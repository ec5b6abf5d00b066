//! Random world generation for self-play and benchmarks.

use rand::rngs::SmallRng;
use rand::{Rng, SeedableRng};

use crate::board::{
    Item, Map, PlayerId, Position, Production, Reward, Ruin, Temple, Terrain, World, CITY_OFFSETS,
    NEUTRAL,
};

const PLAYER_NAMES: [&str; 8] = [
    "Sirians",
    "Storm Giants",
    "Grey Dwarves",
    "Orcs of Kor",
    "Elvallie",
    "Horse Lords",
    "Selentines",
    "Lord Bane",
];

/// Cities never start closer than this to one another.
const CITY_SPACING: u32 = 5;
const PLACEMENT_TRIES: usize = 400;

/// Generates a playable world for `players` factions (clamped to 1..=8).
///
/// Every faction gets a home city with a hero and an army stack. Neutral
/// cities, ruins and temples fill the rest of the map. The same seed always
/// gives the same world.
pub fn generate(seed: u64, players: usize, width: i32, height: i32) -> World {
    let players = players.clamp(1, PLAYER_NAMES.len());
    let width = width.max(12);
    let height = height.max(12);
    let mut rng = SmallRng::seed_from_u64(seed);

    let mut map = Map::filled(width, height, Terrain::Grass);
    scatter_terrain(&mut map, &mut rng);
    let mut world = World::new(map);

    let mut taken: Vec<Position> = Vec::new();
    for name in PLAYER_NAMES.iter().take(players) {
        let player = world.add_player(name, 100);
        let Some(home) = place(&mut world, &mut rng, &taken) else {
            break;
        };
        taken.push(home);
        let city = world.add_city(&format!("{name} Keep"), home, player);
        if let Some(c) = world.city_mut(city) {
            c.production = Some(Production {
                strength: 3,
                max_moves: 12,
                turns: 2,
            });
        }
        spawn_garrison(&mut world, &mut rng, player, home);
    }

    let neutrals = ((width * height) / 150).max(players as i32 * 2);
    for i in 0..neutrals {
        let Some(pos) = place(&mut world, &mut rng, &taken) else {
            break;
        };
        taken.push(pos);
        world.add_city(&format!("Freehold {}", i + 1), pos, NEUTRAL);
        let guards = (0..rng.gen_range(1..=3))
            .map(|_| {
                let strength = rng.gen_range(1..=4);
                world.new_army("Militia", strength, 8)
            })
            .collect();
        world.add_stack(NEUTRAL, pos, guards);
    }

    for i in 0..(players + 1) {
        if let Some(pos) = free_land(&world, &mut rng) {
            let reward = if rng.gen_bool(0.5) {
                Reward::Gold(rng.gen_range(20..=120))
            } else {
                Reward::Item(Item::new("Runed Blade", rng.gen_range(1..=3)))
            };
            let keeper = rng.gen_bool(0.7).then(|| rng.gen_range(2..=7));
            world.ruins.push(Ruin {
                name: format!("Ruin {}", i + 1),
                pos,
                searched: false,
                keeper,
                reward,
            });
        }
        if let Some(pos) = free_land(&world, &mut rng) {
            world.temples.push(Temple {
                name: format!("Temple {}", i + 1),
                pos,
            });
        }
    }

    world
}

/// Paints a few blobs of rough terrain and a lake or two.
fn scatter_terrain(map: &mut Map, rng: &mut SmallRng) {
    let blobs = (map.width() * map.height()) / 60;
    for _ in 0..blobs {
        let terrain = match rng.gen_range(0..10) {
            0..=3 => Terrain::Forest,
            4..=5 => Terrain::Hills,
            6 => Terrain::Swamp,
            7 => Terrain::Mountains,
            _ => Terrain::Water,
        };
        let centre = Position::new(rng.gen_range(0..map.width()), rng.gen_range(0..map.height()));
        let radius = rng.gen_range(1..=2);
        for dy in -radius..=radius {
            for dx in -radius..=radius {
                let pos = centre.offset(dx, dy);
                if map.contains(pos) && rng.gen_bool(0.75) {
                    map.set_terrain(pos, terrain);
                }
            }
        }
    }
}

/// Picks a city origin spaced away from `taken` and clears its footprint to
/// grass.
fn place(world: &mut World, rng: &mut SmallRng, taken: &[Position]) -> Option<Position> {
    let (w, h) = (world.map.width(), world.map.height());
    for _ in 0..PLACEMENT_TRIES {
        let pos = Position::new(rng.gen_range(1..w - 2), rng.gen_range(1..h - 2));
        if taken.iter().all(|t| t.distance(pos) >= CITY_SPACING) {
            for (dx, dy) in CITY_OFFSETS {
                world.map.set_terrain(pos.offset(dx, dy), Terrain::Grass);
            }
            return Some(pos);
        }
    }
    None
}

fn spawn_garrison(world: &mut World, rng: &mut SmallRng, player: PlayerId, home: Position) {
    let hero = world.new_hero("Hero", rng.gen_range(4..=6), 14);
    let escort = world.new_army("Light Infantry", 3, 12);
    world.add_stack(player, home, vec![hero, escort]);
    let troops = (0..3)
        .map(|_| {
            let strength = rng.gen_range(2..=5);
            world.new_army("Infantry", strength, 12)
        })
        .collect();
    world.add_stack(player, home.offset(1, 1), troops);
}

/// An empty land tile outside every city.
fn free_land(world: &World, rng: &mut SmallRng) -> Option<Position> {
    let (w, h) = (world.map.width(), world.map.height());
    for _ in 0..PLACEMENT_TRIES {
        let pos = Position::new(rng.gen_range(0..w), rng.gen_range(0..h));
        if !world.map.is_water(pos)
            && world.city_at(pos).is_none()
            && world.stacks_at(pos).is_empty()
            && !world.ruins.iter().any(|r| r.pos == pos)
            && !world.temples.iter().any(|t| t.pos == pos)
        {
            return Some(pos);
        }
    }
    None
}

......

The task: Filter the entries down to the lines that hold "Production". Copy those lines.

Response box:
    Item, Map, PlayerId, Position, Production, Reward, Ruin, Temple, Terrain, World, CITY_OFFSETS,
            c.production = Some(Production {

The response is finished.